Elena Martín

Martes, 3 de febrero 2026, 14:08

Lo que debía ser una tarde de celebración en Fontajau ha terminado convirtiéndose en una de las ruedas de prensa más comentadas de la temporada. El Spar Girona, líder sólido y recientemente clasificado para la Final Six de la Euroliga, había arrollado este lunes, 2 de febrero, al Estepona (88-62), pero, sin embargo, el foco no se puso en el resultado en la rueda de prensa posterior al choque, sino en el contundente alegato de su entrenador, Roberto Íñiguez, ex técnico del Perfumerías Avenida, tras los pitos recibidos desde la grada en los minutos finales.

Y es que el motivo del enfado del público fue que Íñiguez siguiera «apretando» a sus jugadoras pese a la amplia ventaja que habían conseguido, siendo esta una actitud habitual en el baloncesto de élite, pero que, según el entrenador, sigue midiéndose con una vara distinta cuando se trata del baloncesto femenino. «En el baloncesto masculino, cuando Obradović pide un tiempo muerto y pega una bronca tremenda, es un genio. Cuando Jasikevičius agarra a un jugador por el cuello y le echa la bronca, tiene carácter y personalidad. Aquí, si levantas la voz, la grada grita ‘Uh’», denunció Íñiguez, visiblemente molesto.

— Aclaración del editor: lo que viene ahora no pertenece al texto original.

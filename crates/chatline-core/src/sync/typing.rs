//! Typing indicator tracking
//!
//! Each peer is either idle (absent) or typing (present with a deadline).
//! A `start` overwrites the peer's deadline, which cancels the previous
//! expiry for that peer; `expire` only removes entries whose own deadline
//! has passed, so a refreshed peer is never dropped by an older timer.

use std::collections::BTreeMap;
use std::time::Duration;

use tokio::time::Instant;

use crate::models::{TypingUser, UserId};

/// Default time a peer stays "typing" without a refresh
pub const TYPING_TIMEOUT: Duration = Duration::from_secs(3);

#[derive(Debug, Clone)]
struct TypingPeer {
    name: String,
    deadline: Instant,
}

/// Set of peers currently typing in the active conversation
#[derive(Debug)]
pub struct TypingTracker {
    ttl: Duration,
    peers: BTreeMap<UserId, TypingPeer>,
}

impl Default for TypingTracker {
    fn default() -> Self {
        Self::new(TYPING_TIMEOUT)
    }
}

impl TypingTracker {
    pub fn new(ttl: Duration) -> Self {
        Self {
            ttl,
            peers: BTreeMap::new(),
        }
    }

    /// Mark a peer as typing, replacing any pending expiry
    ///
    /// Returns `true` when the visible set changed (new peer or new name).
    pub fn start(&mut self, peer: UserId, name: impl Into<String>, now: Instant) -> bool {
        let name = name.into();
        let deadline = now + self.ttl;
        match self.peers.get_mut(&peer) {
            Some(entry) => {
                let renamed = entry.name != name;
                entry.name = name;
                entry.deadline = deadline;
                renamed
            }
            None => {
                self.peers.insert(peer, TypingPeer { name, deadline });
                true
            }
        }
    }

    /// Remove a peer immediately; returns `true` if it was typing
    pub fn stop(&mut self, peer: UserId) -> bool {
        self.peers.remove(&peer).is_some()
    }

    /// Drop every peer whose deadline is at or before `now`
    pub fn expire(&mut self, now: Instant) -> Vec<UserId> {
        let expired: Vec<UserId> = self
            .peers
            .iter()
            .filter(|(_, entry)| entry.deadline <= now)
            .map(|(id, _)| *id)
            .collect();

        for id in &expired {
            self.peers.remove(id);
        }

        expired
    }

    /// Earliest pending expiry, if any peer is typing
    pub fn next_deadline(&self) -> Option<Instant> {
        self.peers.values().map(|entry| entry.deadline).min()
    }

    /// Peers currently typing, ordered by user id
    pub fn users(&self) -> Vec<TypingUser> {
        self.peers
            .iter()
            .map(|(id, entry)| TypingUser {
                user_id: *id,
                name: entry.name.clone(),
            })
            .collect()
    }

    pub fn clear(&mut self) {
        self.peers.clear();
    }

    pub fn is_empty(&self) -> bool {
        self.peers.is_empty()
    }
}
//! Chatline Core Library
//!
//! This crate provides the realtime conversation sync for Chatline, a
//! terminal client for a one-to-one chat server.
//!
//! # Architecture
//!
//! - **Sync engine**: single owner of conversation state, driven by channel
//!   frames, REST results, and UI intents
//! - **REST client**: history, conversation lists, mark-as-read, the user
//!   directory, login and registration
//!
//! # Quick Start
//!
//! ```text
//! let config = Config::load()?;
//! let session = Session::load(&config.session_path())?;
//!
//! let handle = spawn_sync_task(&config, session)?;
//! handle.send(SyncCommand::Connect(42)).await?;
//! handle.send(SyncCommand::SendMessage("hi".into())).await?;
//! ```
//!
//! # Modules
//!
//! - `sync`: engine, runtime, and channel protocol (main entry point)
//! - `api`: REST client
//! - `models`: users, messages, and conversations
//! - `session`: token and current user
//! - `config`: Application configuration
//! - `error`: typed errors

pub mod api;
pub mod config;
pub mod error;
pub mod models;
pub mod session;
pub mod sync;

pub use api::{ApiClient, DirectConversation, LoginResponse, Registration, UserPage};
pub use config::Config;
pub use error::{ApiError, ApiResult, ProtocolError, SyncError};
pub use models::{Conversation, ConversationId, Message, MessageId, TypingUser, User, UserId};
pub use session::Session;
pub use sync::{spawn_sync_task, SyncCommand, SyncEvent, SyncHandle, SyncSnapshot};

Ante esto, el técnico fue más allá y puso el foco en lo que calificó como una igualdad selectiva. «¿No queremos igualdad en todo o solo en lo bueno? Somos profesionales. Son jugadoras de calidad profesional», insistió, antes de lanzar una frase tan cruda como reveladora: «I don’t give a fuck sobre esto».

De esta forma, Íñiguez defendió su manera de entender el banquillo desde el respeto y la exigencia. «Yo, a ellas, las quiero como a mis hijas, pero no consiento que no jueguen los 40 minutos. Por respeto al público y, sobre todo, por respeto a ellas mismas», explicó. Y es que, para el entrenador, relajar la exigencia por el hecho de ser mujeres no es protección, sino condescendencia.

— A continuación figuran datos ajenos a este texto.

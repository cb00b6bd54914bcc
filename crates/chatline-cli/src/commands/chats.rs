//! Conversation list handler

use anyhow::{Context, Result};

use chatline_core::sync::ConversationList;
use chatline_core::{Config, Session};

use super::authorized_client;
use crate::output::Output;

/// List conversations, most recent activity first
pub async fn list(config: &Config, session: &Session, output: &Output) -> Result<()> {
    let client = authorized_client(config, session)?;
    let conversations = client
        .fetch_conversations()
        .await
        .context("Failed to load conversations")?;

    let mut list = ConversationList::new();
    list.replace_all(conversations);

    output.print_conversations(list.as_slice());
    if !output.is_quiet() && !output.is_json() && list.total_unread() > 0 {
        println!("{} unread message(s)", list.total_unread());
    }

    Ok(())
}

Ahora, sus palabras, lejos de apagarse tras la rueda de prensa, han generado un amplio debate en el baloncesto nacional. De hecho, muchos ven en su discurso una llamada de atención necesaria sobre los prejuicios que aún rodean al deporte femenino, incluso cuando se habla de profesionalismo y competitividad. «Si grita un entrenador masculino, es liderazgo. Si lo hace uno en femenino, es exceso», vino a resumir Íñiguez en un mensaje que ya circula por redes y tertulias deportivas.